Start of Block

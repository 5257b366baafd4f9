// Copyright 2025 the chassis authors
//
// Licensed under the Apache License, Version 2.0 (the "License");
// you may not use this file except in compliance with the License.
// You may obtain a copy of the License at
//
//     http://www.apache.org/licenses/LICENSE-2.0
//
// Unless required by applicable law or agreed to in writing, software
// distributed under the License is distributed on an "AS IS" BASIS,
// WITHOUT WARRANTIES OR CONDITIONS OF ANY KIND, either express or implied.
// See the License for the specific language governing permissions and
// limitations under the License.

//! # Chassis Core
//!
//! The runtime kernel of a component-based application framework: a
//! type-keyed reference pool, a deferred/immediate event pool, a priority
//! task pool with pluggable execution agents, and the recyclable linked
//! list the other three build on.
//!
//! The kernel is host-agnostic. An external driver owns the frame loop and
//! calls [`module::ModuleRegistry::update`] once per logical tick with
//! monotonically non-decreasing elapsed-time values; arbitrary background
//! threads may acquire or release pooled objects and fire deferred events
//! concurrently with that tick.

#![warn(missing_docs)]

pub mod collections;
pub mod error;
pub mod event;
pub mod module;
pub mod pool;
pub mod task;

pub use error::FrameworkError;
pub use pool::{Reference, ReferencePool};
impl<T: Task> TaskPool<T> {
    /// Creates an empty pool releasing finished tasks into `refs`.
    #[must_use]
    pub fn new(refs: Arc<ReferencePool>) -> Self {
        Self {
            paused: false,
            next_serial: 0,
            free_agents: Vec::new(),
            working_agents: RecyclableList::new(),
            waiting_tasks: RecyclableList::new(),
            failures: Vec::new(),
            refs,
        }
    }

    /// Whether updates are currently suspended.
    #[must_use]
    pub fn is_paused(&self) -> bool {
        self.paused
    }

    /// Suspends or resumes task processing. While paused, `update` is a
    /// no-op; queues and agents keep their state.
    pub fn set_paused(&mut self, paused: bool) {
        self.paused = paused;
    }

    /// The number of agents on the free stack.
    #[must_use]
    pub fn free_agent_count(&self) -> usize {
        self.free_agents.len()
    }

    /// The number of agents currently bound to a task.
    #[must_use]
    pub fn working_agent_count(&self) -> usize {
        self.working_agents.len()
    }

    /// Free plus working agents.
    #[must_use]
    pub fn total_agent_count(&self) -> usize {
        self.free_agent_count() + self.working_agent_count()
    }

    /// The number of tasks waiting for an agent.
    #[must_use]
    pub fn waiting_task_count(&self) -> usize {
        self.waiting_tasks.len()
    }

    /// The number of tasks bound to working agents.
    #[must_use]
    pub fn working_task_count(&self) -> usize {
        self.working_agents.len()
    }

    /// Waiting plus working tasks.
    #[must_use]
    pub fn total_task_count(&self) -> usize {
        self.waiting_task_count() + self.working_task_count()
    }

    /// Registers an agent and pushes it onto the free stack.
    pub fn add_agent(&mut self, mut agent: Box<dyn TaskAgent<T>>) {
        agent.initialize();
        self.free_agents.push(agent);
    }

    /// Enqueues a task, assigning and returning its serial id.
    ///
    /// The task is inserted after the last queued task whose priority is
    /// greater than or equal to its own, which keeps the queue in
    /// descending priority order with FIFO tie-break.
    pub fn add_task(&mut self, mut task: Box<T>) -> TaskSerialId {
        self.next_serial += 1;
        let serial_id = self.next_serial;
        task.base_mut().set_serial_id(serial_id);

        let priority = task.base().priority();
        let mut anchor = None;
        let mut cursor = self.waiting_tasks.back();
        while let Some(node) = cursor {
            let at_least = self
                .waiting_tasks
                .get(node)
                .is_some_and(|t| t.base().priority() >= priority);
            if at_least {
                anchor = Some(node);
                break;
            }
            cursor = self.waiting_tasks.prev(node);
        }
        match anchor {
            Some(node) => {
                self.waiting_tasks.insert_after(node, task);
            }
            None => {
                self.waiting_tasks.push_front(task);
            }
        }
        serial_id
    }

    /// Progresses the pool by one tick: sweeps finished work, ticks the
    /// agents still running, then binds free agents to waiting tasks.
    ///
    /// An agent reporting [`StartStatus::UnknownError`] is logged, its
    /// task released, and the failure recorded for
    /// [`take_failures`](Self::take_failures); the pass continues with
    /// the next task.
    pub fn update(&mut self, elapsed: Duration, real_elapsed: Duration) {
        if self.paused {
            return;
        }
        self.run_working_pass(elapsed, real_elapsed);
        self.run_waiting_pass();
    }

    fn run_working_pass(&mut self, elapsed: Duration, real_elapsed: Duration) {
        let mut cursor = self.working_agents.front();
        while let Some(node) = cursor {
            let next = self.working_agents.next(node);
            let done = self
                .working_agents
                .get(node)
                .and_then(|agent| agent.task())
                .is_some_and(|task| task.base().is_done());
            if done {
                if let Some(mut agent) = self.working_agents.remove_node(node) {
                    if let Some(task) = agent.reset() {
                        self.release_task(task);
                    }
                    self.free_agents.push(agent);
                }
            } else if let Some(agent) = self.working_agents.get_mut(node) {
                agent.update(elapsed, real_elapsed);
            }
            cursor = next;
        }
    }

    fn run_waiting_pass(&mut self) {
        let mut cursor = self.waiting_tasks.front();
        while let Some(node) = cursor {
            if self.free_agents.is_empty() {
                break;
            }
            let next = self.waiting_tasks.next(node);
            let task = match self.waiting_tasks.remove_node(node) {
                Some(task) => task,
                None => break,
            };
            let mut agent = match self.free_agents.pop() {
                Some(agent) => agent,
                None => break,
            };
            match agent.start(task) {
                StartStatus::Done(task) => {
                    self.release_task(task);
                    self.free_agents.push(agent);
                }
                StartStatus::CanResume => {
                    self.working_agents.push_back(agent);
                }
                StartStatus::HasToWait(task) => {
                    // Back to its old queue position for the next pass.
                    match next {
                        Some(anchor) => {
                            self.waiting_tasks.insert_before(anchor, task);
                        }
                        None => {
                            self.waiting_tasks.push_back(task);
                        }
                    }
                    self.free_agents.push(agent);
                }
                StartStatus::UnknownError(task) => {
                    log::warn!(
                        "task {} (tag {:?}) failed to start",
                        task.base().serial_id(),
                        task.base().tag()
                    );
                    self.failures
                        .push(Self::snapshot(task.base(), TaskStatus::Done));
                    self.release_task(task);
                    self.free_agents.push(agent);
                }
            }
            cursor = next;
        }
    }

    /// Removes the task with the given serial id from the waiting queue
    /// or from its working agent. A working agent is reset and returned
    /// to the free stack. Returns whether a task was removed.
    pub fn remove_task(&mut self, serial_id: TaskSerialId) -> bool {
        let mut cursor = self.waiting_tasks.front();
        while let Some(node) = cursor {
            let hit = self
                .waiting_tasks
                .get(node)
                .is_some_and(|task| task.base().serial_id() == serial_id);
            if hit {
                if let Some(task) = self.waiting_tasks.remove_node(node) {
                    self.release_task(task);
                }
                return true;
            }
            cursor = self.waiting_tasks.next(node);
        }

        let mut cursor = self.working_agents.front();
        while let Some(node) = cursor {
            let hit = self
                .working_agents
                .get(node)
                .and_then(|agent| agent.task())
                .is_some_and(|task| task.base().serial_id() == serial_id);
            if hit {
                if let Some(mut agent) = self.working_agents.remove_node(node) {
                    if let Some(task) = agent.reset() {
                        self.release_task(task);
                    }
                    self.free_agents.push(agent);
                }
                return true;
            }
            cursor = self.working_agents.next(node);
        }
        false
    }

    /// Removes every task carrying the given tag. Returns how many were
    /// removed.
    pub fn remove_tasks(&mut self, tag: &str) -> usize {
        self.remove_where(|base| base.tag() == Some(tag))
    }

    /// Removes every task in the pool. Returns how many were removed.
    pub fn remove_all_tasks(&mut self) -> usize {
        self.remove_where(|_| true)
    }

    fn remove_where<F: Fn(&TaskBase) -> bool>(&mut self, matches: F) -> usize {
        let mut removed = 0;

        let mut cursor = self.waiting_tasks.front();
        while let Some(node) = cursor {
            let next = self.waiting_tasks.next(node);
            let hit = self
                .waiting_tasks
                .get(node)
                .is_some_and(|task| matches(task.base()));
            if hit {
                if let Some(task) = self.waiting_tasks.remove_node(node) {
                    self.release_task(task);
                    removed += 1;
                }
            }
            cursor = next;
        }

        let mut cursor = self.working_agents.front();
        while let Some(node) = cursor {
            let next = self.working_agents.next(node);
            let hit = self
                .working_agents
                .get(node)
                .and_then(|agent| agent.task())
                .is_some_and(|task| matches(task.base()));
            if hit {
                if let Some(mut agent) = self.working_agents.remove_node(node) {
                    if let Some(task) = agent.reset() {
                        self.release_task(task);
                        removed += 1;
                    }
                    self.free_agents.push(agent);
                }
            }
            cursor = next;
        }
        removed
    }

    /// Snapshots the task with the given serial id, if present.
    #[must_use]
    pub fn task_info(&self, serial_id: TaskSerialId) -> Option<TaskInfo> {
        self.infos_where(|base| base.serial_id() == serial_id)
            .into_iter()
            .next()
    }

    /// Snapshots every task carrying the given tag.
    #[must_use]
    pub fn task_infos(&self, tag: &str) -> Vec<TaskInfo> {
        self.infos_where(|base| base.tag() == Some(tag))
    }

    /// Snapshots every task in the pool, working tasks first.
    #[must_use]
    pub fn all_task_infos(&self) -> Vec<TaskInfo> {
        self.infos_where(|_| true)
    }

    fn infos_where<F: Fn(&TaskBase) -> bool>(&self, matches: F) -> Vec<TaskInfo> {
        let mut infos = Vec::new();
        for agent in self.working_agents.iter() {
            if let Some(task) = agent.task() {
                if matches(task.base()) {
                    let status = if task.base().is_done() {
                        TaskStatus::Done
                    } else {
                        TaskStatus::Doing
                    };
                    infos.push(Self::snapshot(task.base(), status));
                }
            }
        }
        for task in self.waiting_tasks.iter() {
            if matches(task.base()) {
                infos.push(Self::snapshot(task.base(), TaskStatus::Todo));
            }
        }
        infos
    }

    /// Drains the failures recorded since the last call, oldest first.
    pub fn take_failures(&mut self) -> Vec<TaskInfo> {
        std::mem::take(&mut self.failures)
    }

    /// Removes and releases every task, then shuts every agent down.
    pub fn shutdown(&mut self) {
        self.remove_all_tasks();
        while let Some(mut agent) = self.free_agents.pop() {
            agent.shutdown();
        }
        self.working_agents.clear();
        self.waiting_tasks.clear();
    }

    fn release_task(&self, task: Box<T>) {
        if let Err(err) = self.refs.release(task) {
            log::error!("failed to release task: {err}");
        }
    }

    fn snapshot(base: &TaskBase, status: TaskStatus) -> TaskInfo {
        TaskInfo {
            serial_id: base.serial_id(),
            tag: base.tag().map(str::to_string),
            priority: base.priority(),
            status,
        }
    }
}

End of Block

**WORK ITEM**
Beginning at the line with "to waiting tasks." and ending at the line with "self.run_waiting_pass();", reproduce each line of the data above exactly, and add no other lines.

**REPLY TO THE TASK**
    /// agents still running, then binds free agents to waiting tasks.
    ///
    /// An agent reporting [`StartStatus::UnknownError`] is logged, its
    /// task released, and the failure recorded for
    /// [`take_failures`](Self::take_failures); the pass continues with
    /// the next task.
    pub fn update(&mut self, elapsed: Duration, real_elapsed: Duration) {
        if self.paused {
            return;
        }
        self.run_working_pass(elapsed, real_elapsed);
        self.run_waiting_pass();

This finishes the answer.